Northwest Kansas to gain centralized mental health crisis center, diverting patients from jails and ERs

New 16-bed Hays facility will open May 4 to serve a 20-county region

Northwest Kansas to gain centralized mental health crisis center, diverting patients from jails and ERs
Sen. Jerry Moran toured High Plains Mental Health Center's Crisis Intervention Center in Hays ahead of its May 4 opening. The 16-bed facility will be the first centralized behavioral health crisis response for northwest Kansas, with capacity to serve 800 to 1,000 patients annually.

HAYS, Kan. — Residents across northwest Kansas facing behavioral health or substance abuse emergencies will soon have dedicated, immediate care with the May 4 opening of the High Plains Mental Health Center's new Crisis Intervention Center.

Expected to serve 800 to 1,000 individuals annually across a 20-county region, the specialized facility will divert hundreds of patients away from local emergency rooms and law enforcement facilities each year. U.S. Sen. Jerry Moran, R-Kan., toured the new space Thursday to highlight the lifesaving impact of the centralized response model, which is one of only three such facilities in the state.

Currently licensed for 16 patients but built with capacity to expand, the center will offer acute stabilization and sobering services before staff coordinate a client's ongoing inpatient or outpatient care.

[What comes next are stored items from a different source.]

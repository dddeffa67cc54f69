//! Floating nav box and its per-section dots. Dot order mirrors the section
//! registry 1:1; `verify_order` checks that invariant after every reorder.

use crate::constants::{DOT_CLASS, NAV_SLIDER_ID};
use crate::{dom, events, AppContext};
use wasm_bindgen::JsCast;
use web_sys as web;

#[inline]
pub fn dot_id(name: &str) -> String {
    format!("dot-{name}")
}

pub fn nav_element(ctx: &AppContext) -> Option<web::HtmlElement> {
    dom::html_element_by_id(&ctx.document, NAV_SLIDER_ID)
}

pub fn apply_position(ctx: &AppContext) {
    let pos = ctx.state.borrow().nav_pos;
    if let Some(el) = nav_element(ctx) {
        dom::set_translation(&el, pos);
    }
}

pub fn add_dot(ctx: &AppContext, name: &str) {
    let Some(slider) = nav_element(ctx) else {
        return;
    };
    let Ok(el) = ctx.document.create_element("div") else {
        return;
    };
    let Ok(el) = el.dyn_into::<web::HtmlElement>() else {
        return;
    };
    el.set_class_name(DOT_CLASS);
    el.set_id(&dot_id(name));
    let _ = el.set_attribute("data-section", name);
    el.set_inner_html(&format!(
        r#"<div class="dot-content"><span class="dot-label">{name}</span><span class="dot-circle"></span></div>"#
    ));
    events::wire_dot(ctx, &el, name);
    let _ = el.style().set_property("opacity", "0");
    let _ = slider.append_child(&el);
    dom::fade_in(&el);
}

pub fn remove_dot(ctx: &AppContext, name: &str) {
    if let Some(el) = dom::html_element_by_id(&ctx.document, &dot_id(name)) {
        el.remove();
    }
}

/// Re-appends dots in registry order after a reorder drag.
pub fn sync_order(ctx: &AppContext) {
    let Some(slider) = nav_element(ctx) else {
        return;
    };
    let names: Vec<String> = ctx.state.borrow().registry.names().map(String::from).collect();
    for name in &names {
        if let Some(el) = dom::html_element_by_id(&ctx.document, &dot_id(name)) {
            let _ = slider.append_child(&el);
        }
    }
}

/// Dot names as currently rendered, in DOM order.
pub fn dot_order(ctx: &AppContext) -> Vec<String> {
    let Some(slider) = nav_element(ctx) else {
        return Vec::new();
    };
    let Ok(list) = slider.query_selector_all(crate::constants::DOT_SELECTOR) else {
        return Vec::new();
    };
    let mut out = Vec::with_capacity(list.length() as usize);
    for i in 0..list.length() {
        let Some(node) = list.item(i) else { continue };
        let Ok(el) = node.dyn_into::<web::Element>() else {
            continue;
        };
        if let Some(name) = el.get_attribute("data-section") {
            out.push(name);
        }
    }
    out
}

/// Dot order must equal registry order at all times; a divergence is a bug.
pub fn verify_order(ctx: &AppContext) {
    let dots = dot_order(ctx);
    let names: Vec<String> = ctx.state.borrow().registry.names().map(String::from).collect();
    if dots != names {
        log::error!(
            "[nav] dot order diverged from registry: {:?} vs {:?}",
            dots,
            names
        );
    }
}
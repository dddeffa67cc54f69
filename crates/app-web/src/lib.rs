#![cfg(target_arch = "wasm32")]

pub mod constants;
pub mod dom;
pub mod events;
pub mod frame;
pub mod nav;
pub mod sections;
pub mod storage;

use anyhow::anyhow;
use app_core::drag::DragController;
use app_core::layout::Layout;
use app_core::registry::SectionRegistry;
use glam::Vec2;
use std::cell::RefCell;
use std::rc::Rc;
use wasm_bindgen::prelude::*;
use web_sys as web;

/// Which element owns the active drag.
#[derive(Clone, Debug, PartialEq, Eq)]
pub enum DragTarget {
    Section(String),
    NavBox,
    NavDot(String),
}

#[derive(Clone, Debug)]
pub struct ActiveDrag {
    pub target: DragTarget,
    pub ctrl: DragController,
}

/// Corner-resize drag state. The pointer is cached here and consumed at most
/// once per animation frame.
#[derive(Clone, Copy, Debug, Default)]
pub struct ResizeDrag {
    pub active: bool,
    pub pointer: Vec2,
}

/// All mutable interface state, owned in one place and handed to subsystems
/// by reference.
pub struct App {
    pub registry: SectionRegistry,
    pub layout: Layout,
    pub nav_pos: Vec2,
    pub drag: Option<ActiveDrag>,
    pub resize: ResizeDrag,
}

impl Default for App {
    fn default() -> Self {
        Self {
            registry: SectionRegistry::new(),
            layout: Layout::default(),
            nav_pos: Vec2::new(24.0, 24.0),
            drag: None,
            resize: ResizeDrag::default(),
        }
    }
}

#[derive(Clone)]
pub struct AppContext {
    pub document: web::Document,
    pub state: Rc<RefCell<App>>,
    pub frame: frame::FrameScheduler,
}

thread_local! {
    static APP: RefCell<Option<AppContext>> = const { RefCell::new(None) };
}

fn with_app(f: impl FnOnce(&AppContext)) {
    APP.with(|slot| match slot.borrow().as_ref() {
        Some(ctx) => f(ctx),
        None => log::warn!("[app] command received before init"),
    });
}

#[wasm_bindgen(start)]
pub fn start() -> Result<(), JsValue> {
    console_error_panic_hook::set_once();
    console_log::init_with_level(log::Level::Info).ok();
    log::info!("spatial canvas starting");

    if let Err(e) = init() {
        log::error!("init error: {:?}", e);
    }
    Ok(())
}

fn init() -> anyhow::Result<()> {
    let window = web::window().ok_or_else(|| anyhow!("no window"))?;
    let document = window
        .document()
        .ok_or_else(|| anyhow!("no document"))?;

    dom::html_element_by_id(&document, constants::MAIN_CONTENT_ID)
        .ok_or_else(|| anyhow!("missing #{}", constants::MAIN_CONTENT_ID))?;
    let nav_el = dom::html_element_by_id(&document, constants::NAV_SLIDER_ID)
        .ok_or_else(|| anyhow!("missing #{}", constants::NAV_SLIDER_ID))?;
    let corner_el = dom::html_element_by_id(&document, constants::CORNER_RESIZE_ID)
        .ok_or_else(|| anyhow!("missing #{}", constants::CORNER_RESIZE_ID))?;

    let ctx = AppContext {
        document: document.clone(),
        state: Rc::new(RefCell::new(App::default())),
        frame: frame::FrameScheduler::new(),
    };
    ctx.frame.install(&ctx);
    APP.with(|slot| *slot.borrow_mut() = Some(ctx.clone()));

    storage::restore(&ctx);
    frame::apply_layout(&ctx);
    nav::apply_position(&ctx);

    events::wire_nav_box(&ctx, &nav_el);
    events::wire_corner_resize(&ctx, &corner_el);
    events::wire_scroll(&ctx);
    events::wire_window_resize(&ctx);

    log::info!(
        "[app] ready, {} section(s) restored",
        ctx.state.borrow().registry.len()
    );
    Ok(())
}

// ---------------- Command surface exposed to the page ----------------

#[wasm_bindgen(js_name = addSection)]
pub fn add_section(name: String) {
    with_app(|ctx| sections::add_section(ctx, &name));
}

#[wasm_bindgen(js_name = toggleFullscreen)]
pub fn toggle_fullscreen(name: String) {
    with_app(|ctx| sections::toggle_fullscreen(ctx, &name));
}

#[wasm_bindgen(js_name = minimizeSection)]
pub fn minimize_section(name: String) {
    with_app(|ctx| sections::minimize_section(ctx, &name));
}

#[wasm_bindgen(js_name = closeSection)]
pub fn close_section(name: String) {
    with_app(|ctx| sections::close_section(ctx, &name));
}
//! Generic pointer-drag state machine.
//!
//! One machine serves all three draggable owners: a section (position drag),
//! the nav box (position drag), and a nav dot (reorder drag). Positions are
//! read and written by the caller, so the machine runs without a rendering
//! surface.

use glam::Vec2;

#[derive(Clone, Copy, Debug, Default, PartialEq, Eq)]
pub enum DragPhase {
    #[default]
    Idle,
    Dragging,
}

#[derive(Clone, Copy, Debug, Default)]
pub struct DragController {
    phase: DragPhase,
    grab_offset: Vec2,
    position: Vec2,
}

impl DragController {
    pub fn new() -> Self {
        Self::default()
    }

    /// Enters `Dragging` from a pointer-down, capturing the grab offset so
    /// the element does not jump under the cursor. A press that landed inside
    /// the owner's controls sub-region (`in_controls`) never starts a drag.
    pub fn begin(&mut self, pointer: Vec2, element_pos: Vec2, in_controls: bool) -> bool {
        if in_controls || self.phase == DragPhase::Dragging {
            return false;
        }
        self.grab_offset = pointer - element_pos;
        self.position = element_pos;
        self.phase = DragPhase::Dragging;
        true
    }

    /// Advances the drag to a new pointer position, returning the element's
    /// new translation. `None` while idle.
    pub fn update(&mut self, pointer: Vec2) -> Option<Vec2> {
        if self.phase != DragPhase::Dragging {
            return None;
        }
        self.position = pointer - self.grab_offset;
        Some(self.position)
    }

    /// Replaces the tracked position after the caller applied snapping, so
    /// `end` finalizes the post-snap value.
    pub fn override_position(&mut self, position: Vec2) {
        if self.phase == DragPhase::Dragging {
            self.position = position;
        }
    }

    /// Leaves `Dragging` on pointer-up or pointer-leave and returns the final
    /// position to commit. `None` if no drag was active.
    pub fn end(&mut self) -> Option<Vec2> {
        if self.phase != DragPhase::Dragging {
            return None;
        }
        self.phase = DragPhase::Idle;
        Some(self.position)
    }

    #[inline]
    pub fn is_dragging(&self) -> bool {
        self.phase == DragPhase::Dragging
    }

    #[inline]
    pub fn position(&self) -> Vec2 {
        self.position
    }
}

Moran toured the facility alongside Executive Director Craig Poe, Crisis Intervention Center Operations Manager Benito Rivera-Madrid, Director of Clinical Programs Mark Dinkel, CIC Nurse Coordinator Danielle Lummus, CIC Patient Services Coordinator Raegan Snyder and Mobile Crisis Coordinator JoLynn Ashmore. Praising the center's clinical team, the senator said providing rapid, appropriate mental health intervention closer to home will make a tremendous difference in the lives of rural Kansans.